In Mark N. v. Superior Court, supra, 60 Cal.App.4th 996, the reviewing court held an incarcerated father had not received reasonable reunification services because, even though he had written to the social worker four to five times during his incarceration, the social worker had made little effort to maintain contact with him and did not explore alternatives to help him meet the requirements of his case plan that were not available at the prison. (Id. at pp. 1012-1013.) In Mark N., the father was incarcerated for all but one month of the dependency period. (Id. at p. 1003.) Jimmy, by contrast, was not confined for the first five months of Andrew's dependency, yet he did not begin a parenting course or spend much time with Andrew then, and he did not attempt to contact the social worker while he was in custody. In re Precious J., supra, 42 Cal.App.4th 1463 also is not helpful to Jimmy's cause. There, the social services department did not facilitate court-ordered visits that were on a set schedule. (Id. at pp. 1468-1469, 1478.) Here, there was no schedule of visits and Jimmy made little effort to contact Andrew even though he had the grandmother's telephone number and address. In In re Monica C., supra, 31 Cal.App.4th 296, the mother gave birth to her child while she was in prison. After she was rearrested for a parole violation, she applied to enter a prison program that would have allowed her to care for the child while incarcerated. (Id. at pp. 299-300.) Jimmy, on the other hand, visited only occasionally when he had the opportunity and made little effort to care for Andrew or seek his custody. The authorities of Mark N. v. Superior Court, supra, 60 Cal.App.4th 996, In re Monica C., supra, 31 Cal.App.4th 296, and In re Precious J., supra, 42 Cal.App.4th 1463, do not aid Jimmy's position.

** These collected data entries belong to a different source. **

use crate::errors::ApiError;
use actix_web::{HttpResponse, Responder, get, post, web};
use newswire_search::config::{DOCUMENTS_DB_FILE, RESULTS_SHOWN};
use newswire_search::engine::{collect_hits, score_tokens, summarize_tokens};
use newswire_search::{Bm25Params, DocumentFetcher, DocumentStore, Index, load_index, tokenize};
use serde::Deserialize;
use std::path::Path;
use std::sync::{Arc, Mutex, MutexGuard};
use tracing::{debug, info};

/// Shared by every worker: the frozen index is read concurrently, the
/// SQLite connection one request at a time.
pub struct AppState {
    index: Arc<Index>,
    documents: Mutex<DocumentStore>,
    params: Bm25Params,
}

impl AppState {
    pub fn new(index: Index, documents: DocumentStore, params: Bm25Params) -> Self {
        Self {
            index: Arc::new(index),
            documents: Mutex::new(documents),
            params,
        }
    }

    pub fn load(index_dir: &Path, params: Bm25Params) -> newswire_search::Result<Self> {
        let index = load_index(index_dir)?;
        let documents = DocumentStore::open_existing(&index_dir.join(DOCUMENTS_DB_FILE))?;
        Ok(Self::new(index, documents, params))
    }

    fn documents(&self) -> Result<MutexGuard<'_, DocumentStore>, ApiError> {
        self.documents.lock().map_err(|_| ApiError::StoreUnavailable)
    }
}

#[derive(Debug, Deserialize)]
struct SearchRequest {
    query: String,
    limit: Option<usize>,
}

#[derive(Debug, Deserialize)]
struct SummarizeRequest {
    query: String,
    text: String,
}

pub fn configure(cfg: &mut web::ServiceConfig) {
    cfg.service(hello)
        .service(stats)
        .service(search)
        .service(summarize)
        .service(document);
}

#[get("/")]
async fn hello() -> impl Responder {
    HttpResponse::Ok().body("Newswire Retrieval API")
}

#[get("/stats")]
async fn stats(state: web::Data<AppState>) -> impl Responder {
    let index = &state.index;
    HttpResponse::Ok().json(serde_json::json!({
        "document_count": index.document_count(),
        "vocabulary_size": index.lexicon().len(),
        "average_length": index.average_length(),
    }))
}

#[post("/search")]
async fn search(
    request: web::Json<SearchRequest>,
    state: web::Data<AppState>,
) -> Result<HttpResponse, ApiError> {
    let tokens = tokenize(&request.query);
    if tokens.is_empty() {
        return Err(ApiError::EmptyQuery);
    }
    let limit = request.limit.unwrap_or(RESULTS_SHOWN);

    let results = score_tokens(&tokens, &state.index, &state.params);
    let hits = {
        let documents = state.documents()?;
        collect_hits(&state.index, &*documents, &tokens, &results, limit)?
    };
    debug!(query = %request.query, matched = results.len(), returned = hits.len(), "search");
    Ok(HttpResponse::Ok().json(hits))
}

#[post("/summarize")]
async fn summarize(request: web::Json<SummarizeRequest>) -> impl Responder {
    let sentences = summarize_tokens(&tokenize(&request.query), &request.text);
    HttpResponse::Ok().json(sentences)
}

#[get("/documents/{docno}")]
async fn document(path: web::Path<String>, state: web::Data<AppState>) -> Result<HttpResponse, ApiError> {
    let docno = path.into_inner();
    let raw = state.documents()?.raw(&docno)?;
    info!(docno = %docno, "document served");
    Ok(HttpResponse::Ok().content_type("text/plain; charset=utf-8").body(raw))
}
//! Conversation model — the entities reconstructed from a feed response.
//!
//! A [`Conversation`] owns its [`Message`]s, a [`Message`] owns its
//! [`MessageText`] fragments. Everything is built fresh on every fetch and
//! handed to the caller by value; nothing here refers back into the client.

use std::fmt;

use chrono::{DateTime, Utc};

// ─── Accuracy ─────────────────────────────────────────────────────────────────

/// Confidence tier of a transcribed voicemail fragment.
///
/// A literal phone-number token embedded in a transcript is always `High` —
/// the service renders recognized numbers as links, not as guessed words.
#[derive(Clone, Copy, Debug, PartialEq, Eq, PartialOrd, Ord)]
#[cfg_attr(feature = "serde", derive(serde::Serialize, serde::Deserialize))]
pub enum Accuracy {
    Low,
    Medium,
    High,
}

impl fmt::Display for Accuracy {
    fn fmt(&self, f: &mut fmt::Formatter<'_>) -> fmt::Result {
        f.write_str(match self {
            Self::Low => "low",
            Self::Medium => "medium",
            Self::High => "high",
        })
    }
}

// ─── ConversationKind ─────────────────────────────────────────────────────────

/// Which parser family produced a conversation.
#[derive(Clone, Copy, Debug, PartialEq, Eq)]
#[cfg_attr(feature = "serde", derive(serde::Serialize, serde::Deserialize))]
pub enum ConversationKind {
    Voicemail,
    Sms,
}

// ─── MessageText ──────────────────────────────────────────────────────────────

/// One fragment of message content.
///
/// Voicemail transcripts arrive as several differently-scored fragments;
/// an SMS body is exactly one `High` fragment.
#[derive(Clone, Debug, PartialEq)]
#[cfg_attr(feature = "serde", derive(serde::Serialize, serde::Deserialize))]
pub struct MessageText {
    pub accuracy: Accuracy,
    pub text: String,
}

/// Sentinel body used when a voicemail has no extractable transcript.
pub const NO_TRANSCRIPTION: &str = "No Transcription";

impl MessageText {
    /// The sentinel fragment substituted when nothing could be extracted.
    pub fn no_transcription() -> Self {
        Self { accuracy: Accuracy::Low, text: NO_TRANSCRIPTION.to_string() }
    }
}

// ─── Message ──────────────────────────────────────────────────────────────────

/// A single message inside a conversation.
#[derive(Clone, Debug, PartialEq)]
#[cfg_attr(feature = "serde", derive(serde::Serialize, serde::Deserialize))]
pub struct Message {
    /// Display name of the sender, as rendered by the service.
    pub who_from: String,
    /// Display timestamp string, as rendered by the service.
    pub when: String,
    /// Ordered content fragments. Never empty after a successful parse.
    pub texts: Vec<MessageText>,
}

impl Message {
    /// Concatenate all fragments into one plain string.
    pub fn full_text(&self) -> String {
        self.texts
            .iter()
            .map(|t| t.text.as_str())
            .collect::<Vec<_>>()
            .join(" ")
    }
}

// ─── Conversation ─────────────────────────────────────────────────────────────

/// A voicemail or SMS thread reconstructed from one feed entry.
///
/// `contact_id` is a weak reference into an externally-maintained contacts
/// directory; it is carried verbatim and never resolved here.
#[derive(Clone, Debug, PartialEq)]
#[cfg_attr(feature = "serde", derive(serde::Serialize, serde::Deserialize))]
pub struct Conversation {
    /// Opaque identifier scraped from the message block marker.
    pub id: String,
    pub kind: ConversationKind,
    pub contact_id: String,
    /// Display name ("" when the service showed none).
    pub name: String,
    /// Pre-formatted number as rendered by the service.
    pub pretty_number: String,
    /// Canonical phone number.
    pub number: String,
    /// Geographic location label ("" when absent).
    pub location: String,
    /// Absolute timestamp. Year 1 when the service's time string was
    /// unparsable (logged as a warning at parse time).
    pub time: DateTime<Utc>,
    /// Service-supplied relative-time string, e.g. "2 hours ago".
    pub rel_time: String,
    /// Ordered messages. Never empty after a successful parse.
    pub messages: Vec<Message>,
    pub is_read: bool,
    pub is_spam: bool,
    pub is_trash: bool,
    /// Derived: the status labels did not include the inbox label.
    pub is_archived: bool,
}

Jimmy also asserts it was in Andrew's best interests for the court to grant him an additional six months of services. Section 361.5, subdivision (a) provides a court may extend reunification services beyond the 18-month date
"only if it finds that there is a substantial probability that the child will be returned to the physical custody of his or her parent or guardian within the extended time period or that reasonable services have not been provided to the parent or guardian."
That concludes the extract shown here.